- **Work request**: From the data below, repeat exactly the lines from the line with "filename crates/vestry_testkit/src/lib.rs" to the line with "to an in-memory", both included.

- **Collected data**:
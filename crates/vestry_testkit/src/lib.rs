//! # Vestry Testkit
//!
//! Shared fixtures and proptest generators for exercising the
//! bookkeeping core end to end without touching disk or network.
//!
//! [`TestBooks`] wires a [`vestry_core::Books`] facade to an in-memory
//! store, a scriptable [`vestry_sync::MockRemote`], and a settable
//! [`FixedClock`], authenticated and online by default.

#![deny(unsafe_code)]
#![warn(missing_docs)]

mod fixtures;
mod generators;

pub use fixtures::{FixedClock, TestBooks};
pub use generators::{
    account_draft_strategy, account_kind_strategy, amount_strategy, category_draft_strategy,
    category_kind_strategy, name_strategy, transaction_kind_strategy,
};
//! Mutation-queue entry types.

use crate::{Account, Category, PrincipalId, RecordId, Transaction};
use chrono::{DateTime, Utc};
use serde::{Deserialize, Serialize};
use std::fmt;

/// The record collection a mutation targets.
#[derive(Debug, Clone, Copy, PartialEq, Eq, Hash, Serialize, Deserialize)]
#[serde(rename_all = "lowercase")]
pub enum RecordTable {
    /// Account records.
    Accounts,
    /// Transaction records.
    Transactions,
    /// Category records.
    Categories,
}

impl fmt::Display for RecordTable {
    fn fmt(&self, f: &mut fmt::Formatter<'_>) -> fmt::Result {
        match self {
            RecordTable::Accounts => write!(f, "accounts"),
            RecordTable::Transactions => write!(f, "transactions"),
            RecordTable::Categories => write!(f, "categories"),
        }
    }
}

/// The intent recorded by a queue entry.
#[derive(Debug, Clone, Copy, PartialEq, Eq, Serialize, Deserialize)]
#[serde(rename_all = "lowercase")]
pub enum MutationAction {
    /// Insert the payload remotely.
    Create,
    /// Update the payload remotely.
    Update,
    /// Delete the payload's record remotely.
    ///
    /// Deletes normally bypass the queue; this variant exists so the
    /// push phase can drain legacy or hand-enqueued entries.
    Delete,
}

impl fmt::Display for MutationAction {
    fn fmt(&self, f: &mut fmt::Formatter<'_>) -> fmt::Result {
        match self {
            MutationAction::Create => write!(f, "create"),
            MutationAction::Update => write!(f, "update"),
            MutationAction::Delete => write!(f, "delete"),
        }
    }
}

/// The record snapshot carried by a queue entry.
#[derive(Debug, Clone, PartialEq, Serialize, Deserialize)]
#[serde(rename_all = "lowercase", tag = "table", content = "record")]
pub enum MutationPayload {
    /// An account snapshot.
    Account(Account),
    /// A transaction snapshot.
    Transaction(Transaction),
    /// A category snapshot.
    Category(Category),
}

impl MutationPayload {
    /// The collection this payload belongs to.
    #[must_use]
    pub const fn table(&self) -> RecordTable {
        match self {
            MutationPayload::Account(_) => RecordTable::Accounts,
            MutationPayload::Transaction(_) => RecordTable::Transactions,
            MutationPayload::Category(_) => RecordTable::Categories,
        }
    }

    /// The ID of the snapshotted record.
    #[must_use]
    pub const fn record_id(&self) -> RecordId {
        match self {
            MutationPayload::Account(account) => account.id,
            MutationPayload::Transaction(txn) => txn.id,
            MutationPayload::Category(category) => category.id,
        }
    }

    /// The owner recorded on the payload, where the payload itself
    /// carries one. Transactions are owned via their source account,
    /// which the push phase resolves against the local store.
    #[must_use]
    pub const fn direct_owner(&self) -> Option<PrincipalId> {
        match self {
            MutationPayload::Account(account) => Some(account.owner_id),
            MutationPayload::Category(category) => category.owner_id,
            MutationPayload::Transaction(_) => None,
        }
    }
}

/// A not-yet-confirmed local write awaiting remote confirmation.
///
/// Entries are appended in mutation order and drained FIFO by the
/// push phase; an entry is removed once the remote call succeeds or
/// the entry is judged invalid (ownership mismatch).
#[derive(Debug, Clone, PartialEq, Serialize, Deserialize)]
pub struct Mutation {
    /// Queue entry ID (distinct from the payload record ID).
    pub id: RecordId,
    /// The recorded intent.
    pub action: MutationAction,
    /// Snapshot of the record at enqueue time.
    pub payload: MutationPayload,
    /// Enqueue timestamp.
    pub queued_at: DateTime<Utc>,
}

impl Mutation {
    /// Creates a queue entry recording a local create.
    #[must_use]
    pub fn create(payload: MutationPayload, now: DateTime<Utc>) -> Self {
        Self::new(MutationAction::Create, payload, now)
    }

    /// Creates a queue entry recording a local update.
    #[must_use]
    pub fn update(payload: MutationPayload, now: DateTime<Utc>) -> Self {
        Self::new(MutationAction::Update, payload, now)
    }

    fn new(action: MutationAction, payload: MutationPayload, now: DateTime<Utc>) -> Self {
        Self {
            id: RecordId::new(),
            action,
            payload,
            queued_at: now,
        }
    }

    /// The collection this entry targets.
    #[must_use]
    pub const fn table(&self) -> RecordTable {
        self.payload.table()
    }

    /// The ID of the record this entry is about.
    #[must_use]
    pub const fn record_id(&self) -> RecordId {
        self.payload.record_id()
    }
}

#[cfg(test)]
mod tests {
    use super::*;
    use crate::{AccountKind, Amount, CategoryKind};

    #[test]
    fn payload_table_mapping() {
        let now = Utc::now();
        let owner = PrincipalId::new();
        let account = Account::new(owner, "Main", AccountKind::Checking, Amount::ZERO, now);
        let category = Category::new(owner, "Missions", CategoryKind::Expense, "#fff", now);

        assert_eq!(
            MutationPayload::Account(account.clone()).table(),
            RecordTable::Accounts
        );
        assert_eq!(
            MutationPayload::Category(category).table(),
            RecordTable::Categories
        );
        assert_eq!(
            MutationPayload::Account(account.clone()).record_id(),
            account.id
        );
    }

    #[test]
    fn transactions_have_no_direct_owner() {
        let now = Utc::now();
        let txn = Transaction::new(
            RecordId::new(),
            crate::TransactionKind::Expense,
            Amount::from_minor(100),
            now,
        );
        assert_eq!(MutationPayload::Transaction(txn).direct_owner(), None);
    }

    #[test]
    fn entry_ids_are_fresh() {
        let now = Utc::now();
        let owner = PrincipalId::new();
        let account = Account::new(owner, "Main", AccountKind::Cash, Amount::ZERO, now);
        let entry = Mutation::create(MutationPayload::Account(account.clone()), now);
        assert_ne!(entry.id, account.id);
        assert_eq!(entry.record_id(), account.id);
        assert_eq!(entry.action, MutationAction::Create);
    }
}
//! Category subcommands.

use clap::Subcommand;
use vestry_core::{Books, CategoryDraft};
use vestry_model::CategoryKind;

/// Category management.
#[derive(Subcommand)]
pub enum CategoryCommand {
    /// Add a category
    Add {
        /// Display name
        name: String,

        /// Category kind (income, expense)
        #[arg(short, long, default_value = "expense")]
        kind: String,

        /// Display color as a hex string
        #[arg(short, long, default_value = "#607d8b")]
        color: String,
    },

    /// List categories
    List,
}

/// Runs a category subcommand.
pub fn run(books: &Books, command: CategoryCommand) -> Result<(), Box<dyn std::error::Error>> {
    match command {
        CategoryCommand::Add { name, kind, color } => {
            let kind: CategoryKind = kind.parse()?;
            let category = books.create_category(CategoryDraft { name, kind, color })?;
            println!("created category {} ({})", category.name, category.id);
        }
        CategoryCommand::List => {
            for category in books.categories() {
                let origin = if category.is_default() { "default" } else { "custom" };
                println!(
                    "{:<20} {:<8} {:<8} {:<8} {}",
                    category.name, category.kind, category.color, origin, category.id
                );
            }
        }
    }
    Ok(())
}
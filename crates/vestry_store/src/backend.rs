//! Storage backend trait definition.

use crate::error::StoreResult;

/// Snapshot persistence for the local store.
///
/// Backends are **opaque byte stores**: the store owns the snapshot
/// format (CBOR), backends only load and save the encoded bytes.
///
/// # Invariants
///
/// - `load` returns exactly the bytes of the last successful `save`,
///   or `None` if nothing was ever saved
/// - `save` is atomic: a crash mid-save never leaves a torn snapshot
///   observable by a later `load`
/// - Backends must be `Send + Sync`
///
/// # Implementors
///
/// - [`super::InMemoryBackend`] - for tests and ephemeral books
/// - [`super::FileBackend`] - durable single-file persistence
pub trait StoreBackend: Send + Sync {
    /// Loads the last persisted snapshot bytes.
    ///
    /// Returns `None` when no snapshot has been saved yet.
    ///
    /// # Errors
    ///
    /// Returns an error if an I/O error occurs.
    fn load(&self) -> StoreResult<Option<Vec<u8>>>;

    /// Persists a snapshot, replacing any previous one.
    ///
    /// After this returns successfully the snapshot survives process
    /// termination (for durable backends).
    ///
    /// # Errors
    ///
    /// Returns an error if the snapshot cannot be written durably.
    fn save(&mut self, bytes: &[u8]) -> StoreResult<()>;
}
--
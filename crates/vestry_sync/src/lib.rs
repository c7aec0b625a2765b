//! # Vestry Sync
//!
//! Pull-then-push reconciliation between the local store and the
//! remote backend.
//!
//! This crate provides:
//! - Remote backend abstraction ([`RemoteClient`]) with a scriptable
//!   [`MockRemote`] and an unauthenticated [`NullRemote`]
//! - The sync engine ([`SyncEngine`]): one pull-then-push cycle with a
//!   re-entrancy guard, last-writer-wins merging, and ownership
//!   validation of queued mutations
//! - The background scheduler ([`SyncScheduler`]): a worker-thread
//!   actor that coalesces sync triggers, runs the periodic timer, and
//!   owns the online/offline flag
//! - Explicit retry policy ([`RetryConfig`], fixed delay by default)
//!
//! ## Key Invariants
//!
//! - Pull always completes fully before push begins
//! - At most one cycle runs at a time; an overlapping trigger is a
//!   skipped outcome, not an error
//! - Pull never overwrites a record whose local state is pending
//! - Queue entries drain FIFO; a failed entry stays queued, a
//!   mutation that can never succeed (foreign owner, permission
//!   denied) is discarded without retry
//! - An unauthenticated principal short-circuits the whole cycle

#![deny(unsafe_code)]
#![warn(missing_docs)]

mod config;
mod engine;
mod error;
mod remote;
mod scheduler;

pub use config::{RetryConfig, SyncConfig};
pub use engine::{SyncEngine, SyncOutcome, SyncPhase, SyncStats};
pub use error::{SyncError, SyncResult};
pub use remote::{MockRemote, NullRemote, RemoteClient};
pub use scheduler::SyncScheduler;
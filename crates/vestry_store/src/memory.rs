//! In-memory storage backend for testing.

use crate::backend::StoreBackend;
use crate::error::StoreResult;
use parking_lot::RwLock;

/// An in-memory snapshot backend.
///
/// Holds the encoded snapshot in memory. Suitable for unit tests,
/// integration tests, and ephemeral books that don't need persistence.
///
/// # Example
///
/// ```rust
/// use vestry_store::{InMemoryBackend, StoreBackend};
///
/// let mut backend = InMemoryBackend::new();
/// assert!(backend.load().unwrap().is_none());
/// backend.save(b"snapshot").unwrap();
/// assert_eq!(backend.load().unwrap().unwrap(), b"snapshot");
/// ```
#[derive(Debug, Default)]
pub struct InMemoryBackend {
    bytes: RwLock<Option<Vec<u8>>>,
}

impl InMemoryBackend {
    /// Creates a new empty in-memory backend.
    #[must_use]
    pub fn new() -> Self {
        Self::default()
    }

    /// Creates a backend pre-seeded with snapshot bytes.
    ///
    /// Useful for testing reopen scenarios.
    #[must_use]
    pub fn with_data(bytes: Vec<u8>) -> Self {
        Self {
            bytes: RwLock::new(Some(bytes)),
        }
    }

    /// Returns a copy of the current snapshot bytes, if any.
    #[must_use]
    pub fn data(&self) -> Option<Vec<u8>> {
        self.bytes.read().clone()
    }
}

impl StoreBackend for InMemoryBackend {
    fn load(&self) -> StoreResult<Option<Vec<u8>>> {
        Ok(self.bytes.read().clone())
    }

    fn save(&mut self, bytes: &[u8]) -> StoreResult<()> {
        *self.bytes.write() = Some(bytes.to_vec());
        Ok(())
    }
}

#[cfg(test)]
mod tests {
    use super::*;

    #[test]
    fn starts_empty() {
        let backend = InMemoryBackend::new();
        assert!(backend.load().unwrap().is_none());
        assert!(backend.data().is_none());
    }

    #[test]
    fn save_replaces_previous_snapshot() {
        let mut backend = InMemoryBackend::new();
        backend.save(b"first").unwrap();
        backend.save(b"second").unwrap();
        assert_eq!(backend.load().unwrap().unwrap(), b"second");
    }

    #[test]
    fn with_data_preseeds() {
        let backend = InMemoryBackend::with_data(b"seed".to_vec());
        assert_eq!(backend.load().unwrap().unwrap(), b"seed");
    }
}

- **Exercise solution**:
filename crates/vestry_testkit/src/lib.rs
//! # Vestry Testkit
//!
//! Shared fixtures and proptest generators for exercising the
//! bookkeeping core end to end without touching disk or network.
//!
//! [`TestBooks`] wires a [`vestry_core::Books`] facade to an in-memory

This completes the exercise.